## INPUT MATERIAL
-------
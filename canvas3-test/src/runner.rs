use std::{
    fs::create_dir_all,
    ops::{Deref, DerefMut},
    path::Path,
};

use anyhow::{bail, Context, Result};
use canvas3::{
    canvas::{Canvas, CanvasServices},
    config::{CommandLine, ConfigFile, ConfigManager, SharedConfig, PRIORITY_APPLICATION},
    events::EventQueue,
    graph2d::Graphics2D,
    opengl::{DriverDatabase, GlCanvas, GlGraphics2D},
    registry::CanvasRegistry,
};
use glam::IVec2;

use crate::{backend::RecordingBackend, platform::MockPlatform};

/// The driver every test runs against.
pub type TestDriver = GlGraphics2D<MockPlatform, RecordingBackend>;

#[derive(Default)]
pub struct TestRunnerBuilder {
    config: Vec<(String, String)>,
    args: Vec<String>,
    platform: Option<MockPlatform>,
    backend: Option<RecordingBackend>,
    driver_db: Option<DriverDatabase>,
}

impl TestRunnerBuilder {
    pub fn new() -> Self {
        TestRunnerBuilder::default()
    }

    /// Adds an application level configuration value.
    pub fn config(mut self, key: &str, value: &str) -> Self {
        self.config.push((key.to_owned(), value.to_owned()));
        self
    }

    pub fn args(mut self, args: &[&str]) -> Self {
        self.args.extend(args.iter().map(|&arg| arg.to_owned()));
        self
    }

    pub fn platform(mut self, platform: MockPlatform) -> Self {
        self.platform = Some(platform);
        self
    }

    pub fn backend(mut self, backend: RecordingBackend) -> Self {
        self.backend = Some(backend);
        self
    }

    pub fn driver_database(mut self, driver_db: DriverDatabase) -> Self {
        self.driver_db = Some(driver_db);
        self
    }

    pub fn build(self) -> Result<TestRunner> {
        let _ = env_logger::builder().is_test(true).try_init();

        let mut manager = ConfigManager::new();
        manager.add_layer(
            "test",
            PRIORITY_APPLICATION,
            ConfigFile::from_pairs(self.config.iter().map(|(k, v)| (k.as_str(), v.as_str()))),
        );
        let config = manager.into_shared();
        let events = EventQueue::new();
        let registry = CanvasRegistry::new();

        let mut services = CanvasServices::new(config.clone()).with_events(events.clone());
        if !self.args.is_empty() {
            services = services.with_command_line(CommandLine::parse(&self.args));
        }

        let canvas = GlCanvas::new(self.platform.unwrap_or_default(), &registry);
        let backend = self
            .backend
            .unwrap_or_else(|| RecordingBackend::new(IVec2::new(640, 480)));
        let mut driver = GlGraphics2D::new(canvas, backend);
        if let Some(driver_db) = self.driver_db {
            driver = driver.with_driver_database(driver_db);
        }
        driver.initialize(&services);

        Ok(TestRunner {
            driver,
            config,
            events,
            registry,
        })
    }
}

pub struct TestRunner {
    pub driver: TestDriver,
    pub config: SharedConfig,
    pub events: EventQueue,
    pub registry: CanvasRegistry,
}

impl Deref for TestRunner {
    type Target = TestDriver;

    fn deref(&self) -> &Self::Target {
        &self.driver
    }
}

impl DerefMut for TestRunner {
    fn deref_mut(&mut self) -> &mut Self::Target {
        &mut self.driver
    }
}

impl TestRunner {
    pub fn builder() -> TestRunnerBuilder {
        TestRunnerBuilder::new()
    }

    /// Opens the driver and lets the canvas be resized afterwards.
    pub fn open_resizable(&mut self) -> Result<()> {
        self.driver.open().context("Driver failed to open")?;
        self.driver.common_mut().canvas_mut().allow_resize(true);
        Ok(())
    }

    pub fn platform(&self) -> &MockPlatform {
        self.driver.common().canvas().common().platform()
    }

    pub fn platform_mut(&mut self) -> &mut MockPlatform {
        self.driver.common_mut().canvas_mut().common_mut().platform_mut()
    }

    pub fn backend(&self) -> &RecordingBackend {
        self.driver.backend()
    }

    /// Takes a screenshot and compares it with the image at `path`, which is
    /// written instead when it does not exist yet. On mismatch the screenshot
    /// is saved next to it as `<name>-failure.png`.
    pub fn screenshot_and_compare(&mut self, path: impl AsRef<Path>) -> Result<()> {
        let path = path.as_ref();
        let test_rgba = self.driver.screenshot().context("Screenshot failed")?;

        let parent_path = path.parent().context("Path given had no parent")?;
        let Ok(expected) = image::open(path) else {
            create_dir_all(parent_path).context("Could not create parent directory")?;
            test_rgba.save(path).context("Could not save image")?;
            return Ok(());
        };
        let expected = expected.into_rgba8();

        let mismatched = match expected.dimensions() == test_rgba.dimensions() {
            true => expected
                .pixels()
                .zip(test_rgba.pixels())
                .filter(|(a, b)| a != b)
                .count(),
            false => usize::MAX,
        };
        if mismatched != 0 {
            let filename = path.file_stem().context("Path given had no file name")?;
            let failure_path = parent_path.join(format!("{}-failure.png", filename.to_string_lossy()));
            test_rgba.save(&failure_path).context("Could not save failure image")?;
            bail!("Image comparison failed: {} pixels differ", mismatched);
        }
        Ok(())
    }
}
-------
## WHAT YOU HAVE TO DO
Please output all of the entries without changing a single character.

## THE ANSWER
filename canvas3-test/src/runner.rs
use std::{
    fs::create_dir_all,
    ops::{Deref, DerefMut},
    path::Path,
};

use anyhow::{bail, Context, Result};
use canvas3::{
    canvas::{Canvas, CanvasServices},
    config::{CommandLine, ConfigFile, ConfigManager, SharedConfig, PRIORITY_APPLICATION},
    events::EventQueue,
    graph2d::Graphics2D,
    opengl::{DriverDatabase, GlCanvas, GlGraphics2D},
    registry::CanvasRegistry,
};
use glam::IVec2;

use crate::{backend::RecordingBackend, platform::MockPlatform};

/// The driver every test runs against.
pub type TestDriver = GlGraphics2D<MockPlatform, RecordingBackend>;

#[derive(Default)]
pub struct TestRunnerBuilder {
    config: Vec<(String, String)>,
    args: Vec<String>,
    platform: Option<MockPlatform>,
    backend: Option<RecordingBackend>,
    driver_db: Option<DriverDatabase>,
}

impl TestRunnerBuilder {
    pub fn new() -> Self {
        TestRunnerBuilder::default()
    }

    /// Adds an application level configuration value.
    pub fn config(mut self, key: &str, value: &str) -> Self {
        self.config.push((key.to_owned(), value.to_owned()));
        self
    }

    pub fn args(mut self, args: &[&str]) -> Self {
        self.args.extend(args.iter().map(|&arg| arg.to_owned()));
        self
    }

    pub fn platform(mut self, platform: MockPlatform) -> Self {
        self.platform = Some(platform);
        self
    }

    pub fn backend(mut self, backend: RecordingBackend) -> Self {
        self.backend = Some(backend);
        self
    }

    pub fn driver_database(mut self, driver_db: DriverDatabase) -> Self {
        self.driver_db = Some(driver_db);
        self
    }

    pub fn build(self) -> Result<TestRunner> {
        let _ = env_logger::builder().is_test(true).try_init();

        let mut manager = ConfigManager::new();
        manager.add_layer(
            "test",
            PRIORITY_APPLICATION,
            ConfigFile::from_pairs(self.config.iter().map(|(k, v)| (k.as_str(), v.as_str()))),
        );
        let config = manager.into_shared();
        let events = EventQueue::new();
        let registry = CanvasRegistry::new();

        let mut services = CanvasServices::new(config.clone()).with_events(events.clone());
        if !self.args.is_empty() {
            services = services.with_command_line(CommandLine::parse(&self.args));
        }

        let canvas = GlCanvas::new(self.platform.unwrap_or_default(), &registry);
        let backend = self
            .backend
            .unwrap_or_else(|| RecordingBackend::new(IVec2::new(640, 480)));
        let mut driver = GlGraphics2D::new(canvas, backend);
        if let Some(driver_db) = self.driver_db {
            driver = driver.with_driver_database(driver_db);
        }
        driver.initialize(&services);

        Ok(TestRunner {
            driver,
            config,
            events,
            registry,
        })
    }
}

pub struct TestRunner {
    pub driver: TestDriver,
    pub config: SharedConfig,
    pub events: EventQueue,
    pub registry: CanvasRegistry,
}

impl Deref for TestRunner {
    type Target = TestDriver;

    fn deref(&self) -> &Self::Target {
        &self.driver
    }
}

impl DerefMut for TestRunner {
    fn deref_mut(&mut self) -> &mut Self::Target {
        &mut self.driver
    }
}

impl TestRunner {
    pub fn builder() -> TestRunnerBuilder {
        TestRunnerBuilder::new()
    }

    /// Opens the driver and lets the canvas be resized afterwards.
    pub fn open_resizable(&mut self) -> Result<()> {
        self.driver.open().context("Driver failed to open")?;
        self.driver.common_mut().canvas_mut().allow_resize(true);
        Ok(())
    }

    pub fn platform(&self) -> &MockPlatform {
        self.driver.common().canvas().common().platform()
    }

    pub fn platform_mut(&mut self) -> &mut MockPlatform {
        self.driver.common_mut().canvas_mut().common_mut().platform_mut()
    }

    pub fn backend(&self) -> &RecordingBackend {
        self.driver.backend()
    }

    /// Takes a screenshot and compares it with the image at `path`, which is
    /// written instead when it does not exist yet. On mismatch the screenshot
    /// is saved next to it as `<name>-failure.png`.
    pub fn screenshot_and_compare(&mut self, path: impl AsRef<Path>) -> Result<()> {
        let path = path.as_ref();
        let test_rgba = self.driver.screenshot().context("Screenshot failed")?;

        let parent_path = path.parent().context("Path given had no parent")?;
        let Ok(expected) = image::open(path) else {
            create_dir_all(parent_path).context("Could not create parent directory")?;
            test_rgba.save(path).context("Could not save image")?;
            return Ok(());
        };
        let expected = expected.into_rgba8();

        let mismatched = match expected.dimensions() == test_rgba.dimensions() {
            true => expected
                .pixels()
                .zip(test_rgba.pixels())
                .filter(|(a, b)| a != b)
                .count(),
            false => usize::MAX,
        };
        if mismatched != 0 {
            let filename = path.file_stem().context("Path given had no file name")?;
            let failure_path = parent_path.join(format!("{}-failure.png", filename.to_string_lossy()));
            test_rgba.save(&failure_path).context("Could not save failure image")?;
            bail!("Image comparison failed: {} pixels differ", mismatched);
        }
        Ok(())
    }
}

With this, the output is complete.